I have to analyze this data annually, monthly and daily (for example, how much we earned in each month of the year).
I have to use $ group here.
But it is very slow and takes up to 15 seconds.
my aggregation :
A compound index that starts with amount is surely useless for most use case. It is for this one for sure. You $match on date.year and date.month. That is the index you need. Your date should be a date not an object of 2 strings. See https://docs.mongodb.com/manual/reference/bson-types/#date
What is the total size (in MB) of your collection?

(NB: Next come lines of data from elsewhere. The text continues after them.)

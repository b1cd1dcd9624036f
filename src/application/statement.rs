use chrono::{NaiveDate, Utc};
use tracing::debug;

use crate::domain::{
    CustomerId, DateRange, Statement, TransactionKind, statement_order, total_spent,
};
use crate::storage::{Repository, accounts, consumption, transactions};

use super::AppError;
use super::ledger::balance_as_of_in;

/// Builds billing statements. Every figure is read from one snapshot of the
/// database, so a concurrent write cannot tear a statement.
#[derive(Clone)]
pub struct StatementBuilder {
    repo: Repository,
}

impl StatementBuilder {
    pub fn new(repo: Repository) -> Self {
        Self { repo }
    }

    /// Statement for `[start, end]`, both dates inclusive.
    ///
    /// The opening balance is always the last confirmed snapshot before
    /// `start` 00:00 UTC. The closing balance is the balance right now.
    pub async fn build(
        &self,
        customer_id: CustomerId,
        start: NaiveDate,
        end: NaiveDate,
    ) -> Result<Statement, AppError> {
        let range = DateRange::new(start, end).ok_or(AppError::InvalidDateRange { start, end })?;

        let mut tx = self.repo.begin().await?;
        let account = accounts::find(&mut tx, customer_id)
            .await?
            .ok_or(AppError::AccountNotFound(customer_id))?;

        let mut records =
            consumption::list_for_customer_in_range(&mut tx, customer_id, range.start, range.end)
                .await?;
        records.sort_by(statement_order);

        let in_range = transactions::list_confirmed_between(
            &mut tx,
            customer_id,
            range.opens_at(),
            range.closes_at(),
        )
        .await?;
        let total_recharges = in_range
            .iter()
            .filter(|t| t.kind == TransactionKind::Recharge)
            .map(|t| t.amount)
            .sum();

        let opening_balance = balance_as_of_in(&mut tx, customer_id, range.opens_at()).await?;
        tx.rollback().await?;

        let statement = Statement {
            total_spent: total_spent(&records),
            total_recharges,
            opening_balance,
            closing_balance: account.balance,
            account,
            range,
            records,
            transactions: in_range,
            generated_at: Utc::now(),
        };

        debug!(
            customer_id = %customer_id,
            start = %range.start,
            end = %range.end,
            records = statement.records.len(),
            opening = statement.opening_balance,
            closing = statement.closing_balance,
            "statement built"
        );
        Ok(statement)
    }
}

What is the RAM in your machine?
What kind of disks?
To sum all amounts an index on amount is sufficient. You might have to $project amount first. To sum the amount by date an compound index date,amount may also be helped with a $project after $match.
collection size is 2.7Gb.
machine ram → 32Gb ddr4 ecc 2700
hard drive → ssd nvme 512Gb.
The only problem I have with mongodb is that if this problem is solved it is the best database I have worked with.
Thank you
I see nothing wrong with the specs. Hope these are the specs of the server on which you run mongod. Do you run anything else on this? Can you share your mongod configuration file? I want to make sure you do not play with some parameters that restrict the storage engine.
Have you replaced your date object with a single native date field?
I do not think anybody can answer that. What I can say is that it is my preferred. So much, that as a independent old and grumpy veteran contractor, I now refuse contract that involve SQL because I have more fun with MongoDB. It helps me solve a bigger variety of problems with less planning, coding and maintenance work.
I see nothing that would stop the storage engine to use your RAM correctly.
One thing to remember is that if you sum your 12M documents with a cold system, the 12M documents needs to be read from disk which may impact performance. You should always evaluate performance on a warm running server where the working set is in RAM.